As said above, you should do the multiplication before the division. Anyway you could write your expression with casting only the divisor:

如上所述，您应该在除法之前进行乘法。无论如何，您可以只使用除数来编写表达式：

int height2 = (int)Math.Round(width2 * (height1 / (float)width1));

int height2 = (width2 * height1) / width1;

The elaborate on Jeffery's message, since you generally a better chance of truncated needed decimals than you have of overflowing a 32-bit integer (and because multiplication & division is commutative), you should generally do multiplication before division.

Jeffery 消息的详细说明，因为与溢出 32 位整数相比，通常截断所需小数的机会更好（并且因为乘法和除法是可交换的），所以您通常应该在除法之前进行乘法。

Do multiplication first (as long as they're not likely to overflow) and division second.

首先进行乘法（只要它们不太可能溢出）然后进行除法。

3/4 == 0 in integer math (integer math doesn't round on division, it truncates).
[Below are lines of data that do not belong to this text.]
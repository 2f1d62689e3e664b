//! Request interceptors.
//!
//! Interceptors rewrite the [`RequestTemplate`] before it is bound to a
//! target. They accumulate across configuration sources (never replacing one
//! another), are deduplicated by handle identity, and run in priority order.

use std::sync::Arc;

use crate::RequestTemplate;

/// Capability applied to every outgoing request template.
pub trait RequestInterceptor: Send + Sync {
    /// Rewrite the template (add headers, queries, and so on).
    fn apply(&self, template: &mut RequestTemplate);

    /// Explicit priority: lower runs first. `None` means unordered, which
    /// sorts after every explicit value.
    fn order(&self) -> Option<i32> {
        None
    }
}

/// Shared handle to a [`RequestInterceptor`].
pub type SharedInterceptor = Arc<dyn RequestInterceptor>;

/// Drop duplicate handles (same `Arc` registered through multiple sources),
/// keeping the first occurrence.
pub fn dedupe_interceptors(interceptors: &mut Vec<SharedInterceptor>) {
    let mut seen: Vec<SharedInterceptor> = Vec::with_capacity(interceptors.len());
    interceptors.retain(|candidate| {
        if seen.iter().any(|kept| Arc::ptr_eq(kept, candidate)) {
            false
        } else {
            seen.push(Arc::clone(candidate));
            true
        }
    });
}

/// Stable sort by explicit order: lower values first, unordered last, ties
/// keep their accumulated relative order.
pub fn sort_interceptors(interceptors: &mut [SharedInterceptor]) {
    interceptors.sort_by_key(|interceptor| match interceptor.order() {
        Some(order) => (false, order),
        None => (true, 0),
    });
}

/// Interceptor appending fixed headers to every request.
///
/// Carries property-supplied default request headers into the template.
#[derive(Debug, Clone)]
pub struct HeaderInterceptor {
    headers: Vec<(String, String)>,
    order: Option<i32>,
}

impl HeaderInterceptor {
    /// Create an unordered header interceptor.
    #[must_use]
    pub fn new(headers: impl IntoIterator<Item = (String, String)>) -> Self {
        Self {
            headers: headers.into_iter().collect(),
            order: None,
        }
    }

    /// Set an explicit priority.
    #[must_use]
    pub const fn with_order(mut self, order: i32) -> Self {
        self.order = Some(order);
        self
    }
}

impl RequestInterceptor for HeaderInterceptor {
    fn apply(&self, template: &mut RequestTemplate) {
        for (name, value) in &self.headers {
            template.header(name.clone(), value.clone());
        }
    }

    fn order(&self) -> Option<i32> {
        self.order
    }
}

/// Interceptor appending fixed query parameters to every request.
///
/// Carries property-supplied default query parameters into the template.
#[derive(Debug, Clone)]
pub struct QueryInterceptor {
    params: Vec<(String, String)>,
    order: Option<i32>,
}

impl QueryInterceptor {
    /// Create an unordered query interceptor.
    #[must_use]
    pub fn new(params: impl IntoIterator<Item = (String, String)>) -> Self {
        Self {
            params: params.into_iter().collect(),
            order: None,
        }
    }

    /// Set an explicit priority.
    #[must_use]
    pub const fn with_order(mut self, order: i32) -> Self {
        self.order = Some(order);
        self
    }
}

impl RequestInterceptor for QueryInterceptor {
    fn apply(&self, template: &mut RequestTemplate) {
        for (name, value) in &self.params {
            template.query(name.clone(), value.clone());
        }
    }

    fn order(&self) -> Option<i32> {
        self.order
    }
}

#[cfg(test)]
mod tests {
    use crate::Method;

    use super::*;

    struct Tagger {
        tag: &'static str,
        order: Option<i32>,
    }

    impl RequestInterceptor for Tagger {
        fn apply(&self, template: &mut RequestTemplate) {
            template.header("X-Tag", self.tag);
        }

        fn order(&self) -> Option<i32> {
            self.order
        }
    }

    fn tagger(tag: &'static str, order: Option<i32>) -> SharedInterceptor {
        Arc::new(Tagger { tag, order })
    }

    #[test]
    fn dedupe_keeps_first_occurrence() {
        let a = tagger("a", None);
        let b = tagger("b", None);
        let mut list = vec![Arc::clone(&a), Arc::clone(&b), Arc::clone(&a)];

        dedupe_interceptors(&mut list);
        assert_eq!(list.len(), 2);
        assert!(Arc::ptr_eq(&list[0], &a));
        assert!(Arc::ptr_eq(&list[1], &b));
    }

    #[test]
    fn sort_orders_explicit_first_unordered_last() {
        let high = tagger("high", Some(10));
        let low = tagger("low", Some(-5));
        let none_a = tagger("none-a", None);
        let none_b = tagger("none-b", None);
        let mut list = vec![
            Arc::clone(&none_a),
            Arc::clone(&high),
            Arc::clone(&none_b),
            Arc::clone(&low),
        ];

        sort_interceptors(&mut list);
        assert!(Arc::ptr_eq(&list[0], &low));
        assert!(Arc::ptr_eq(&list[1], &high));
        // Unordered keep their relative accumulation order.
        assert!(Arc::ptr_eq(&list[2], &none_a));
        assert!(Arc::ptr_eq(&list[3], &none_b));
    }

    #[test]
    fn header_interceptor_appends() {
        let mut template = RequestTemplate::new(Method::Get, "/ping");
        HeaderInterceptor::new(vec![("X-Env".to_string(), "prod".to_string())])
            .apply(&mut template);

        assert_eq!(
            template.headers(),
            &[("X-Env".to_string(), "prod".to_string())]
        );
    }

    #[test]
    fn query_interceptor_appends() {
        let mut template = RequestTemplate::new(Method::Get, "/ping");
        QueryInterceptor::new(vec![("tenant".to_string(), "acme".to_string())])
            .apply(&mut template);

        assert_eq!(
            template.queries(),
            &[("tenant".to_string(), "acme".to_string())]
        );
    }
}
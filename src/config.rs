use anyhow::{Context, Result};
use serde::Deserialize;
use std::collections::BTreeMap;
use std::path::{Path, PathBuf};
use std::time::Duration;

use crate::http::BackoffPolicy;
use crate::ident;

#[derive(Debug, Deserialize, Clone)]
pub struct Config {
    pub db: DbConfig,
    #[serde(default)]
    pub remote: RemoteConfig,
    #[serde(default)]
    pub import: ImportConfig,
    #[serde(default)]
    pub calendar: CalendarConfig,
}

#[derive(Debug, Deserialize, Clone)]
pub struct DbConfig {
    pub path: PathBuf,
}

/// In-process remote settings; first provider of the settings chain.
#[derive(Debug, Deserialize, Clone, Default)]
pub struct RemoteConfig {
    #[serde(default)]
    pub token: Option<String>,
    #[serde(default)]
    pub api_url: Option<String>,
    #[serde(default)]
    pub timeout_secs: Option<u64>,
}

#[derive(Debug, Deserialize, Clone)]
pub struct ImportConfig {
    #[serde(default)]
    pub plan: Option<PathBuf>,
    #[serde(default = "default_page_size")]
    pub page_size: usize,
    #[serde(default = "default_max_retries")]
    pub max_retries: u32,
    #[serde(default = "default_base_sleep_ms")]
    pub base_sleep_ms: u64,
    #[serde(default = "default_max_sleep_ms")]
    pub max_sleep_ms: u64,
}

impl Default for ImportConfig {
    fn default() -> Self {
        Self {
            plan: None,
            page_size: default_page_size(),
            max_retries: default_max_retries(),
            base_sleep_ms: default_base_sleep_ms(),
            max_sleep_ms: default_max_sleep_ms(),
        }
    }
}

// Larger pages trip the API rate limiter.
fn default_page_size() -> usize {
    100
}
fn default_max_retries() -> u32 {
    8
}
fn default_base_sleep_ms() -> u64 {
    800
}
fn default_max_sleep_ms() -> u64 {
    20_000
}

impl ImportConfig {
    pub fn backoff(&self) -> BackoffPolicy {
        BackoffPolicy {
            max_tries: self.max_retries,
            base_sleep: Duration::from_millis(self.base_sleep_ms),
            max_sleep: Duration::from_millis(self.max_sleep_ms),
            ..BackoffPolicy::default()
        }
    }
}

#[derive(Debug, Deserialize, Clone)]
pub struct CalendarConfig {
    #[serde(default = "default_columns")]
    pub columns: PathBuf,
    #[serde(default = "default_base_path")]
    pub base_path: String,
    #[serde(default = "default_public_base_url")]
    pub public_base_url: String,
    #[serde(default = "default_location_table")]
    pub location_table: String,
    #[serde(default = "default_address_column")]
    pub address_column: String,
    #[serde(default)]
    pub address_suffix: String,
    /// Declared `table → foreign key column` links to the location table.
    #[serde(default)]
    pub location_keys: BTreeMap<String, String>,
}

impl Default for CalendarConfig {
    fn default() -> Self {
        Self {
            columns: default_columns(),
            base_path: default_base_path(),
            public_base_url: default_public_base_url(),
            location_table: default_location_table(),
            address_column: default_address_column(),
            address_suffix: String::new(),
            location_keys: BTreeMap::new(),
        }
    }
}

fn default_columns() -> PathBuf {
    PathBuf::from("./static/custom/calendar_columns.txt")
}
fn default_base_path() -> String {
    "/output".to_string()
}
fn default_public_base_url() -> String {
    "http://127.0.0.1:8001".to_string()
}
fn default_location_table() -> String {
    "luogo".to_string()
}
fn default_address_column() -> String {
    "indirizzo".to_string()
}

pub fn load_config(path: &Path) -> Result<Config> {
    let content = std::fs::read_to_string(path)
        .with_context(|| format!("Failed to read config file: {}", path.display()))?;

    let config: Config = toml::from_str(&content).with_context(|| "Failed to parse config file")?;
    validate(&config)?;
    Ok(config)
}

fn validate(config: &Config) -> Result<()> {
    // Validate import
    if config.import.page_size == 0 {
        anyhow::bail!("import.page_size must be > 0");
    }
    if config.import.max_retries == 0 {
        anyhow::bail!("import.max_retries must be > 0");
    }
    if config.import.base_sleep_ms > config.import.max_sleep_ms {
        anyhow::bail!("import.base_sleep_ms must be <= import.max_sleep_ms");
    }

    // Validate calendar
    let cal = &config.calendar;
    ident::validate(&cal.location_table).context("calendar.location_table")?;
    ident::validate(&cal.address_column).context("calendar.address_column")?;
    for (table, column) in &cal.location_keys {
        ident::validate(table).context("calendar.location_keys")?;
        ident::validate(column).context("calendar.location_keys")?;
    }
    if !cal.base_path.is_empty() && !cal.base_path.starts_with('/') {
        anyhow::bail!("calendar.base_path must start with '/' (got '{}')", cal.base_path);
    }

    Ok(())
}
整数数学中的 3/4 == 0（整数数学不舍入除法，而是截断）。

If you really need rounding, you have to either work in fixed point, floating point, or play around with the modulus.

如果您确实需要舍入，则必须以定点、浮点或模数进行操作。

int height2 = ((width2 * height1 * 10) + 5) / (width1 * 10);

Prior to any integer division, check to make certain the divisor is not zero. Also note this assumes positive quotient. If negative, roundoff needs to be -5, not +5.

在进行任何整数除法之前，请检查以确保除数不为零。另请注意，这假定为正商。如果为负，则舍入需要为 -5，而不是 +5。

I will fix the incorrect code by adding zero lines of code:

我将通过添加零行代码来修复不正确的代码：

float width1 = 4;
float height1 = 3;

float width2 = 137;
float height2 = width2 * (height1 / width1);

You should use floats for variables that can possibly contain decimals. This includes heights calculated from ratios. You can always cast to int later if that is a problem.

对于可能包含小数的变量，您应该使用浮点数。这包括根据比率计算的高度。如果这是一个问题，您可以稍后再转换为 int。

Never cast to float, it has even less precision than a 32-bit integer. If you're going to use floating point, always use double instead of float.

永远不要转换为浮点数，它的精度甚至低于 32 位整数。如果要使用浮点数，请始终使用 double 而不是 float。

I think this is the most elegant way to do this:

我认为这是最优雅的方法：

Math.round(myinteger * 0.75);

Using 0.75 instead of 3/4 will implicitly cast it to an double/float and why not use the default functions that are provided for this?

使用 0.75 而不是 3/4 会将其隐式转换为双精度/浮点数，为什么不使用为此提供的默认函数？

Convert's conversions always round so:

Convert 的转换总是四舍五入：

int height2 = Convert.ToInt32(width2 * height1 / (double)width1);

Just stumbled upon this question. Aaron's answer seems almost right to me. But I'm very sure you need to specify midpointrounding if your problem is a "real world" problem. So my answer, based on Aaron's code, is

刚刚偶然发现了这个问题。亚伦的回答对我来说几乎是正确的。但是我很确定如果您的问题是“现实世界”问题，您需要指定中点舍入。所以我的答案，基于 Aaron 的代码，是

int height2 = (int)Math.Round(width2 * (height1 / (float)width1),MidpointRounding.AwayFromZero);

To see the difference run that code in console

要查看差异，请在控制台中运行该代码

    Console.WriteLine((int)Math.Round(0.5));
    Console.WriteLine((int)Math.Round(1.5));
    Console.WriteLine((int)Math.Round(2.5));
    Console.WriteLine((int)Math.Round(3.5));
    Console.WriteLine((int)Math.Round(0.5, MidpointRounding.AwayFromZero));
    Console.WriteLine((int)Math.Round(1.5, MidpointRounding.AwayFromZero));
    Console.WriteLine((int)Math.Round(2.5, MidpointRounding.AwayFromZero));
    Console.WriteLine((int)Math.Round(3.5, MidpointRounding.AwayFromZero));
    Console.ReadLine();

For details you may look at thisarticle.

有关详细信息，您可以查看这篇文章。